Added by zverok (Victor Shepelev) over 2 years ago. Updated about 1 year ago.

Status:
Open
Assignee:
-
Target version:
-
[ruby-core:105077]

Description

Sorry, I already tried that once (#16441) but I failed to produce the persuasive example.
So I am back with a couple of them, much simpler and clear than my initial.

The proposal itself: Have take_while_after which behaves like take_while but also includes the last element (first where the condition failed).
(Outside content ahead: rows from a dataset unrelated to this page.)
impl ControlReceiver {
    pub fn new(
        config: ReceiverConfig,
        registry: Arc<dyn SessionRegistry>,
        adapter: Arc<dyn WorkerAdapter>,
        authz: Arc<dyn AuthzPolicy>,
        audit: AuditHandle,
    ) -> Self {
        let dedup = DedupStore::new(
            config.dedup_ttl,
            config.dedup_capacity,
            config.pending_wait,
        );
        Self {
            config,
            dedup,
            queues: SessionQueues::new(),
            registry,
            adapter,
            authz,
            audit,
        }
    }

    pub fn config(&self) -> &ReceiverConfig {
        &self.config
    }

    pub fn dedup(&self) -> &DedupStore {
        &self.dedup
    }

    /// Periodic dedup sweep plus queue pruning, until cancelled.
    pub fn spawn_sweeper(self: &Arc<Self>, cancel: CancellationToken) -> tokio::task::JoinHandle<()> {
        let receiver = Arc::clone(self);
        tokio::spawn(async move {
            let mut ticker = tokio::time::interval(receiver.config.sweep_interval);
            ticker.set_missed_tick_behavior(tokio::time::MissedTickBehavior::Delay);
            loop {
                tokio::select! {
                    _ = cancel.cancelled() => break,
                    _ = ticker.tick() => {
                        receiver.dedup.sweep();
                        receiver.queues.prune();
                    }
                }
            }
            debug!("sweeper stopped");
        })
    }

    /// Process one raw socket line and produce the response line.
    pub async fn handle_line(&self, raw: &str) -> String {
        let envelope = match codec::decode_envelope(raw) {
            Ok(envelope) => envelope,
            Err(err) => {
                // Recover whatever correlation fields the raw line carries so
                // the sender can still match the rejection to its request.
                let payload = serde_json::from_str(raw).unwrap_or(serde_json::Value::Null);
                let fields = ack_fields_from_value(payload.get("payload").unwrap_or(&payload));
                let envelope_id = payload
                    .get("request_id")
                    .and_then(serde_json::Value::as_str)
                    .unwrap_or("unknown")
                    .to_string();
                let ack = self.rejection_ack(&fields, &err);
                self.audit_rejection(&fields, &ack, rejection_action(payload.get("payload")));
                return encode_response(&envelope_id, ack_message(payload.get("payload"), ack));
            }
        };
        let response = self.handle_envelope(&envelope).await;
        serde_json::to_string(&response).unwrap_or_else(|_| "{}".to_string())
    }

    /// Process a decoded envelope into a response envelope.
    pub async fn handle_envelope(&self, envelope: &ControlEnvelope) -> ControlEnvelope {
        match codec::decode_request(envelope, &self.config.validation_limits()) {
            Ok(request) => {
                let ack = self.handle_request(&request).await;
                let message = match request {
                    InboundRequest::Stdin(_) => ControlMessage::StdinAck(ack),
                    InboundRequest::Interrupt(_) => ControlMessage::InterruptAck(ack),
                };
                respond(&envelope.request_id, message)
            }
            Err(err) => {
                let fields = ack_fields_from_value(&envelope.payload);
                let ack = self.rejection_ack(&fields, &err);
                self.audit_rejection(&fields, &ack, rejection_action(Some(&envelope.payload)));
                respond(
                    &envelope.request_id,
                    ack_message(Some(&envelope.payload), ack),
                )
            }
        }
    }

    /// Run the post-validation pipeline for one typed request.
    pub async fn handle_request(&self, request: &InboundRequest) -> ControlAck {
        self.audit.emit(AuditEvent {
            kind: AuditKind::RequestReceived,
            level: "info",
            action: request.action_name(),
            detail: embedded_interrupt_note(request),
            ..self.base_event(request)
        });

        // Authorization runs before any dedup bookkeeping: a denied request
        // must not consume the single-flight slot for its request_id.
        if let Access::Deny(reason) = self.authz.check(
            request.sender(),
            request.team(),
            request.agent_id(),
        ) {
            warn!(
                sender = request.sender(),
                team = request.team(),
                "control request denied: {reason}"
            );
            let ack = self.fresh_ack(request, ResultCode::Rejected, Some(reason), None);
            self.emit_ack_event(request, &ack);
            return ack;
        }

        // Unsupported interrupt is a stable property of the backend, not an
        // outcome of this delivery; rejecting before the reservation keeps
        // repeats from ever reading as duplicates.
        let target = SessionTarget::new(request.session_id(), request.agent_id());
        if matches!(request, InboundRequest::Interrupt(_))
            && !self.adapter.supports_interrupt(&target)
        {
            let ack = self.fresh_ack(
                request,
                ResultCode::Rejected,
                Some("interrupt is not supported for this target".to_string()),
                None,
            );
            self.emit_ack_event(request, &ack);
            return ack;
        }

        let key = DedupKey::new(
            request.team(),
            request.session_id(),
            request.agent_id(),
            request.request_id(),
        );
        match self.dedup.reserve_or_get(key).await {
            Reservation::Cached(record) => {
                debug!(
                    request_id = request.request_id(),
                    served = record.duplicate_served,
                    "replaying stored outcome for duplicate"
                );
                let ack = self.replay_ack(request, &record);
                self.audit.emit(AuditEvent {
                    kind: AuditKind::DuplicateReplayed,
                    level: "info",
                    action: request.action_name(),
                    result: Some(record.result.to_string()),
                    duplicate: Some(true),
                    ..self.base_event(request)
                });
                ack
            }
            Reservation::WaitTimeout => {
                let ack = self.ack_for(
                    request,
                    ResultCode::Timeout,
                    true,
                    Some("original request still in flight".to_string()),
                    None,
                    now_rfc3339(),
                );
                self.emit_ack_event(request, &ack);
                ack
            }
            Reservation::Reserved(guard) => {
                let ack = self.execute(request, &target, guard).await;
                self.emit_ack_event(request, &ack);
                ack
            }
        }
    }

    /// Liveness check plus adapter execution, serialized per target.
    async fn execute(
        &self,
        request: &InboundRequest,
        target: &SessionTarget,
        guard: ReservationGuard,
    ) -> ControlAck {
        let _slot = self.queues.acquire(target).await;

        match liveness::evaluate(self.registry.status(target)) {
            LivenessDecision::NotFound => {
                // Not cached: the target may register before the retry.
                guard.release();
                return self.fresh_ack(
                    request,
                    ResultCode::NotFound,
                    Some("unknown session or agent".to_string()),
                    None,
                );
            }
            LivenessDecision::NotLive(reason) => {
                guard.release();
                return self.fresh_ack(request, ResultCode::NotLive, Some(reason), None);
            }
            LivenessDecision::Live => {}
        }

        let (result, detail, error) = match request {
            InboundRequest::Stdin(stdin) => self.execute_stdin(stdin, target).await,
            InboundRequest::Interrupt(_) => {
                let outcome = timeout(
                    self.config.exec_timeout,
                    self.adapter.interrupt(target),
                )
                .await;
                map_outcome(outcome, "interrupt delivered")
            }
        };

        let acked_at = now_rfc3339();
        let record = guard.finalize(result, detail, error, acked_at);
        if record.result == ResultCode::Ok {
            info!(
                request_id = request.request_id(),
                target_id = %target,
                "control request delivered"
            );
        }
        self.ack_for(
            request,
            record.result,
            false,
            record.detail.clone(),
            record.error.clone(),
            record.acked_at.clone(),
        )
    }

    async fn execute_stdin(
        &self,
        request: &StdinRequest,
        target: &SessionTarget,
    ) -> (ResultCode, Option<String>, Option<String>) {
        let bytes = match (&request.content, &request.content_ref) {
            (Some(content), None) => {
                if content.len() >= self.config.soft_limit_bytes {
                    warn!(
                        request_id = request.request_id,
                        size = content.len(),
                        "inline content exceeds soft limit"
                    );
                    self.audit.emit(AuditEvent {
                        kind: AuditKind::SoftLimitExceeded,
                        level: "warn",
                        action: "control_stdin",
                        team: Some(request.team.clone()),
                        session_id: Some(request.session_id.clone()),
                        agent_id: Some(request.agent_id.clone()),
                        sender: Some(request.sender.clone()),
                        request_id: Some(request.request_id.clone()),
                        size_bytes: Some(content.len() as u64),
                        ..Default::default()
                    });
                }
                content.clone().into_bytes()
            }
            (None, Some(content_ref)) => {
                match content_ref::resolve(content_ref, &self.config.content_dir) {
                    Ok(bytes) => bytes,
                    Err(err) => {
                        return (ResultCode::Rejected, Some(err.to_string()), None);
                    }
                }
            }
            // Validation guarantees exactly one is present.
            _ => {
                return (
                    ResultCode::InternalError,
                    None,
                    Some("request body invariant violated".to_string()),
                );
            }
        };

        let outcome = timeout(self.config.exec_timeout, self.adapter.inject(target, &bytes)).await;
        map_outcome(outcome, "delivered")
    }

    // ── Ack helpers ──────────────────────────────────────────────────────

    fn ack_for(
        &self,
        request: &InboundRequest,
        result: ResultCode,
        duplicate: bool,
        detail: Option<String>,
        error: Option<String>,
        acked_at: String,
    ) -> ControlAck {
        ControlAck {
            v: CONTROL_SCHEMA_VERSION,
            request_id: request.request_id().to_string(),
            team: request.team().to_string(),
            session_id: request.session_id().to_string(),
            agent_id: request.agent_id().to_string(),
            acked_at,
            result,
            duplicate,
            detail,
            error,
        }
    }

    fn fresh_ack(
        &self,
        request: &InboundRequest,
        result: ResultCode,
        detail: Option<String>,
        error: Option<String>,
    ) -> ControlAck {
        self.ack_for(request, result, false, detail, error, now_rfc3339())
    }

    /// Ack replaying a stored record; `acked_at` is the original decision
    /// time, not now.
    fn replay_ack(&self, request: &InboundRequest, record: &DedupRecord) -> ControlAck {
        self.ack_for(
            request,
            record.result,
            true,
            record.detail.clone(),
            record.error.clone(),
            record.acked_at.clone(),
        )
    }

    fn rejection_ack(&self, fields: &AckFields, err: &ValidationError) -> ControlAck {
        ControlAck {
            v: CONTROL_SCHEMA_VERSION,
            request_id: fields.request_id.clone(),
            team: fields.team.clone(),
            session_id: fields.session_id.clone(),
            agent_id: fields.agent_id.clone(),
            acked_at: now_rfc3339(),
            result: ResultCode::Rejected,
            duplicate: false,
            detail: Some(err.to_string()),
            error: None,
        }
    }

    // ── Audit helpers ────────────────────────────────────────────────────

    fn base_event(&self, request: &InboundRequest) -> AuditEvent {
        AuditEvent {
            team: Some(request.team().to_string()),
            session_id: Some(request.session_id().to_string()),
            agent_id: Some(request.agent_id().to_string()),
            sender: Some(request.sender().to_string()),
            request_id: Some(request.request_id().to_string()),
            message_text: match request {
                InboundRequest::Stdin(r) => r.content.clone(),
                InboundRequest::Interrupt(_) => None,
            },
            ..Default::default()
        }
    }

    fn emit_ack_event(&self, request: &InboundRequest, ack: &ControlAck) {
        let failed = !matches!(ack.result, ResultCode::Ok);
        self.audit.emit(AuditEvent {
            kind: if failed {
                AuditKind::RequestFailed
            } else {
                AuditKind::AckEmitted
            },
            level: if failed { "warn" } else { "info" },
            action: request.action_name(),
            result: Some(ack.result.to_string()),
            detail: ack.detail.clone(),
            duplicate: Some(ack.duplicate),
            ..self.base_event(request)
        });
    }

    fn audit_rejection(&self, fields: &AckFields, ack: &ControlAck, action: &'static str) {
        self.audit.emit(AuditEvent {
            kind: AuditKind::RequestFailed,
            level: "warn",
            action,
            team: Some(fields.team.clone()),
            session_id: Some(fields.session_id.clone()),
            agent_id: Some(fields.agent_id.clone()),
            request_id: Some(fields.request_id.clone()),
            result: Some(ack.result.to_string()),
            detail: ack.detail.clone(),
            ..Default::default()
        });
    }
}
Reason: there are a lot of cases where "the last good item" in enumeration is the distinctive one (one where enumeration should stop, but the item is still good.
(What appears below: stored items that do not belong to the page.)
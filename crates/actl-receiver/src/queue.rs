//! Per-session execution queues.
//!
//! All requests addressed to one `(session_id, agent_id)` serialize in
//! arrival order around the liveness-check-plus-execution section, even when
//! their `request_id`s differ. Unrelated targets never contend.
//!
//! Built on `tokio::sync::Mutex`, whose lock queue is FIFO, so arrival order
//! is preserved without extra bookkeeping.

use crate::liveness::SessionTarget;
use std::collections::HashMap;
use std::sync::{Arc, Mutex};
use tokio::sync::{Mutex as AsyncMutex, OwnedMutexGuard};

/// Held for the duration of one request's execution section.
pub type QueueSlot = OwnedMutexGuard<()>;

/// Map of per-target async mutexes.
#[derive(Debug, Clone, Default)]
pub struct SessionQueues {
    inner: Arc<Mutex<HashMap<SessionTarget, Arc<AsyncMutex<()>>>>>,
}

impl SessionQueues {
    pub fn new() -> Self {
        Self::default()
    }

    /// Join the queue for `target` and wait for the slot. Waiters acquire in
    /// arrival order.
    pub async fn acquire(&self, target: &SessionTarget) -> QueueSlot {
        let lock = {
            let mut map = self.inner.lock().unwrap();
            Arc::clone(map.entry(target.clone()).or_default())
        };
        lock.lock_owned().await
    }

    /// Drop queue entries nobody is waiting on. Driven by the same background
    /// task that sweeps the dedup store.
    pub fn prune(&self) {
        let mut map = self.inner.lock().unwrap();
        // strong_count == 1 means only the map holds the mutex: no slot held,
        // no waiters queued.
        map.retain(|_, lock| Arc::strong_count(lock) > 1);
    }

    pub fn len(&self) -> usize {
        self.inner.lock().unwrap().len()
    }

    pub fn is_empty(&self) -> bool {
        self.len() == 0
    }
}

#[cfg(test)]
mod tests {
    use super::*;
    use std::sync::atomic::{AtomicUsize, Ordering};
    use std::time::Duration;

    fn target(agent: &str) -> SessionTarget {
        SessionTarget::new("sess-1", agent)
    }

    #[tokio::test(start_paused = true)]
    async fn same_target_requests_run_one_at_a_time() {
        let queues = SessionQueues::new();
        let active = Arc::new(AtomicUsize::new(0));
        let mut handles = Vec::new();

        for _ in 0..4 {
            let queues = queues.clone();
            let active = Arc::clone(&active);
            handles.push(tokio::spawn(async move {
                let _slot = queues.acquire(&target("arch-1")).await;
                let now = active.fetch_add(1, Ordering::SeqCst) + 1;
                assert_eq!(now, 1, "execution sections must not overlap");
                tokio::time::sleep(Duration::from_millis(10)).await;
                active.fetch_sub(1, Ordering::SeqCst);
            }));
        }
        for handle in handles {
            handle.await.unwrap();
        }
    }

    #[tokio::test]
    async fn distinct_targets_do_not_contend() {
        let queues = SessionQueues::new();
        let _a = queues.acquire(&target("arch-1")).await;
        // Must not block even though arch-1's slot is held.
        let _b = queues.acquire(&target("builder-2")).await;
        assert_eq!(queues.len(), 2);
    }

    #[tokio::test]
    async fn prune_keeps_held_slots_and_drops_idle_entries() {
        let queues = SessionQueues::new();
        let slot = queues.acquire(&target("arch-1")).await;
        {
            let _brief = queues.acquire(&target("builder-2")).await;
        }

        queues.prune();
        assert_eq!(queues.len(), 1, "held slot must survive pruning");

        drop(slot);
        queues.prune();
        assert!(queues.is_empty());
    }
}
Example 1: Take pages from paginated API, the last page will have less items than the rest (and that's how we know it is the last):

(0..).lazy
  .map { |offset| get_page(offset, limit) }
  .take_while_after { |response| response.count == limit } # the last will have, say, 10 items, but should still be included!
  .map { process response somehow }

Example 2: Same as above, but "we should continue pagination" is specified with a separate data key "can_continue":

(0..).lazy
  .map { |offset| get_page(offset, limit) }
  .take_while_after { |response| response['can_continue'] } # the last will have can_continue=false, but still has data
  .map { process response somehow }

Exampe 3: Taking a sentence from a list of tokens like this:

tokens = [
  {text: 'Ruby', type: :word},
  {text: 'is', type: :word},
  {text: 'cool', type: :word},
  {text: '.', type: :punctuation, ends_sentence: true},
  {text: 'Rust', type: :word},
  # ...
]

sentence = tokens.take_while_after { !_1[:ends_sentence] }

(I can get more if it is necessary!)

Neither of those can be solved by "Using take_while with proper condition.", as @matz (Yukihiro Matsumoto) suggested here: https://bugs.ruby-lang.org/issues/16441#note-9

I typically solve it by slice_after { condition }.first, but that's a) uglier and b) greedy when we are working with lazy enumerator (so for API examples, all paginated pages would be fetched at once, and only then processed).
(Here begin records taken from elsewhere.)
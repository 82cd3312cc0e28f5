//! Single-flight request deduplication store.
//!
//! One atomic operation, [`DedupStore::reserve_or_get`], gives every control
//! request exactly one of three answers: a fresh reservation (caller
//! executes), a cached record (caller replays it as a duplicate), or a wait
//! timeout (the in-flight original outlived the duplicate's wait bound).
//!
//! Time is measured with [`tokio::time::Instant`] so TTL and wait-bound
//! behavior is deterministic under paused test time.

use agent_ctl_core::ResultCode;
use std::collections::{HashMap, VecDeque};
use std::sync::{Arc, Mutex};
use std::time::Duration;
use tokio::sync::watch;
use tokio::time::Instant;
use tracing::{debug, warn};

/// Composite idempotency key for control requests.
#[derive(Debug, Clone, PartialEq, Eq, Hash)]
pub struct DedupKey {
    pub team: String,
    pub session_id: String,
    pub agent_id: String,
    pub request_id: String,
}

impl DedupKey {
    pub fn new(team: &str, session_id: &str, agent_id: &str, request_id: &str) -> Self {
        Self {
            team: team.to_string(),
            session_id: session_id.to_string(),
            agent_id: agent_id.to_string(),
            request_id: request_id.to_string(),
        }
    }
}

/// Stored outcome of a finalized request, replayed verbatim for repeats
/// within its TTL.
#[derive(Debug, Clone)]
pub struct DedupRecord {
    pub result: ResultCode,
    pub detail: Option<String>,
    pub error: Option<String>,
    /// RFC3339 timestamp of the original decision, echoed on replays.
    pub acked_at: String,
    /// Purge point for this record.
    pub expires_at: Instant,
    /// How many duplicate deliveries this record has served.
    pub duplicate_served: u64,
}

enum Entry {
    Pending {
        generation: u64,
        rx: watch::Receiver<bool>,
    },
    Done(DedupRecord),
}

struct Shared {
    entries: HashMap<DedupKey, Entry>,
    /// Finalized keys in finalize order, for oldest-first capacity eviction.
    /// The snapshot `Instant` disambiguates re-finalized keys.
    order: VecDeque<(DedupKey, Instant)>,
    next_generation: u64,
}

/// Outcome of [`DedupStore::reserve_or_get`].
pub enum Reservation {
    /// No record exists; the caller holds the single-flight slot.
    Reserved(ReservationGuard),
    /// A finalized record exists (or the in-flight original just finalized);
    /// the caller replays it with `duplicate = true`.
    Cached(DedupRecord),
    /// The in-flight original did not resolve within the wait bound.
    WaitTimeout,
}

/// In-memory dedup store with single-flight reservations, TTL expiry, and
/// bounded capacity.
pub struct DedupStore {
    shared: Arc<Mutex<Shared>>,
    ttl: Duration,
    capacity: usize,
    pending_wait: Duration,
}

impl DedupStore {
    pub fn new(ttl: Duration, capacity: usize, pending_wait: Duration) -> Self {
        Self {
            shared: Arc::new(Mutex::new(Shared {
                entries: HashMap::new(),
                order: VecDeque::new(),
                next_generation: 0,
            })),
            ttl,
            capacity,
            pending_wait,
        }
    }

    /// Atomically look up or reserve the single-flight slot for `key`.
    ///
    /// Callers seeing a pending reservation block (bounded by the configured
    /// pending wait) until the original finalizes or releases, then
    /// re-examine the store. A released reservation lets the waiter take a
    /// fresh slot of its own.
    pub async fn reserve_or_get(&self, key: DedupKey) -> Reservation {
        let deadline = Instant::now() + self.pending_wait;
        loop {
            let mut rx = {
                let mut shared = self.shared.lock().unwrap();
                let now = Instant::now();
                purge_front(&mut shared, now);

                // Expired record for this exact key: clear it and reserve anew.
                let expired = matches!(
                    shared.entries.get(&key),
                    Some(Entry::Done(record)) if record.expires_at <= now
                );
                if expired {
                    shared.entries.remove(&key);
                }

                match shared.entries.get_mut(&key) {
                    None => {
                        let (tx, rx) = watch::channel(false);
                        let generation = shared.next_generation;
                        shared.next_generation += 1;
                        shared
                            .entries
                            .insert(key.clone(), Entry::Pending { generation, rx });
                        return Reservation::Reserved(ReservationGuard {
                            shared: Arc::clone(&self.shared),
                            key,
                            generation,
                            tx,
                            ttl: self.ttl,
                            capacity: self.capacity,
                            done: false,
                        });
                    }
                    Some(Entry::Done(record)) => {
                        record.duplicate_served += 1;
                        return Reservation::Cached(record.clone());
                    }
                    Some(Entry::Pending { rx, .. }) => rx.clone(),
                }
            };

            // In-flight duplicate: wait (outside the lock) for the original
            // to resolve, then re-examine.
            match tokio::time::timeout_at(deadline, rx.wait_for(|resolved| *resolved)).await {
                Ok(_) => continue,
                Err(_) => {
                    warn!("duplicate wait bound elapsed while original still in flight");
                    return Reservation::WaitTimeout;
                }
            }
        }
    }

    /// Purge expired finalized records.
    ///
    /// Driven by a background interval task; also safe to call ad hoc.
    /// Pending reservations are never removed: the owning guard resolves the
    /// entry on every exit path, including drop, and executors may
    /// legitimately hold a reservation open for many execution bounds while
    /// queued behind other requests for the same target.
    pub fn sweep(&self) {
        let mut shared = self.shared.lock().unwrap();
        let now = Instant::now();
        let before = shared.entries.len();

        let Shared { entries, order, .. } = &mut *shared;
        entries.retain(|_, entry| match entry {
            Entry::Done(record) => record.expires_at > now,
            Entry::Pending { .. } => true,
        });
        order.retain(|(key, expires_at)| *expires_at > now && entries.contains_key(key));

        let removed = before - shared.entries.len();
        if removed > 0 {
            debug!("dedup sweep removed {removed} entries");
        }
    }

    /// Number of live entries (finalized plus pending).
    pub fn len(&self) -> usize {
        self.shared.lock().unwrap().entries.len()
    }

    pub fn is_empty(&self) -> bool {
        self.len() == 0
    }

    /// TTL applied to finalized records.
    pub fn ttl(&self) -> Duration {
        self.ttl
    }
}

/// Pop expired finalized records off the order front. Finalize order is
/// expiry order, so stopping at the first live record is correct.
fn purge_front(shared: &mut Shared, now: Instant) {
    while let Some((key, expires_at)) = shared.order.front().cloned() {
        if expires_at > now {
            break;
        }
        shared.order.pop_front();
        if matches!(
            shared.entries.get(&key),
            Some(Entry::Done(record)) if record.expires_at == expires_at
        ) {
            shared.entries.remove(&key);
        }
    }
}

fn evict_to_capacity(shared: &mut Shared, capacity: usize) {
    while shared.order.len() > capacity {
        let Some((key, expires_at)) = shared.order.pop_front() else {
            break;
        };
        if matches!(
            shared.entries.get(&key),
            Some(Entry::Done(record)) if record.expires_at == expires_at
        ) {
            shared.entries.remove(&key);
        }
    }
}

/// The single-flight slot for one key.
///
/// Exactly one of [`finalize`](Self::finalize) or [`release`](Self::release)
/// should be called. A guard dropped without either (task panic, abandoned
/// future) finalizes as `internal_error` so concurrent waiters never hang on
/// a vanished executor.
pub struct ReservationGuard {
    shared: Arc<Mutex<Shared>>,
    key: DedupKey,
    generation: u64,
    tx: watch::Sender<bool>,
    ttl: Duration,
    capacity: usize,
    done: bool,
}

impl ReservationGuard {
    /// Store the computed outcome and wake waiters. The record expires at
    /// `acked_at + TTL`.
    pub fn finalize(
        mut self,
        result: ResultCode,
        detail: Option<String>,
        error: Option<String>,
        acked_at: String,
    ) -> DedupRecord {
        let record = DedupRecord {
            result,
            detail,
            error,
            acked_at,
            expires_at: Instant::now() + self.ttl,
            duplicate_served: 0,
        };
        self.install(record.clone());
        record
    }

    /// Give the slot back without storing an outcome, so a retry re-runs the
    /// full pipeline. Used for liveness failures, which must be re-evaluated
    /// on every delivery.
    pub fn release(mut self) {
        self.done = true;
        {
            let mut shared = self.shared.lock().unwrap();
            if self.holds_slot(&shared) {
                shared.entries.remove(&self.key);
            }
        }
        let _ = self.tx.send(true);
    }

    fn holds_slot(&self, shared: &Shared) -> bool {
        matches!(
            shared.entries.get(&self.key),
            Some(Entry::Pending { generation, .. }) if *generation == self.generation
        )
    }

    fn install(&mut self, record: DedupRecord) {
        self.done = true;
        {
            let mut shared = self.shared.lock().unwrap();
            if self.holds_slot(&shared) {
                shared.order.push_back((self.key.clone(), record.expires_at));
                shared.entries.insert(self.key.clone(), Entry::Done(record));
                evict_to_capacity(&mut shared, self.capacity);
            }
        }
        let _ = self.tx.send(true);
    }
}

impl Drop for ReservationGuard {
    fn drop(&mut self) {
        if self.done {
            return;
        }
        warn!("dedup reservation abandoned without finalize; recording internal_error");
        let record = DedupRecord {
            result: ResultCode::InternalError,
            detail: Some("request abandoned before completion".to_string()),
            error: None,
            acked_at: chrono::Utc::now().to_rfc3339_opts(chrono::SecondsFormat::Secs, true),
            expires_at: Instant::now() + self.ttl,
            duplicate_served: 0,
        };
        self.install(record);
    }
}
Another consideration in #16441 was an unfortunate naming.
I am leaving it to discussion, though I tend to like #take_upto from #16446.

Updated by duerst (Martin Dürst) over 2 years ago

zverok (Victor Shepelev) wrote:

Example 1: Take pages from paginated API, the last page will have less items than the rest (and that's how we know it is the last):

(0..).lazy
  .map { |offset| get_page(offset, limit) }
  .take_while_after { |response| response.count == limit } # the last will have, say, 10 items, but should still be included!
  .map { process response somehow }

Couldn't this be written with .take_while { |response| response.count > 0 }

Example 2: Same as above, but "we should continue pagination" is specified with a separate data key "can_continue":

(0..).lazy
  .map { |offset| get_page(offset, limit) }
  .take_while_after { |response| response['can_continue'] } # the last will have can_continue=false, but still has data
  .map { process response somehow }

The problem may also be that the overall interface doesn't seem to be designed very well. Marking the last piece of data as special looks wrong; introducing a next object that is marked as not being part of data seems much more appropriate.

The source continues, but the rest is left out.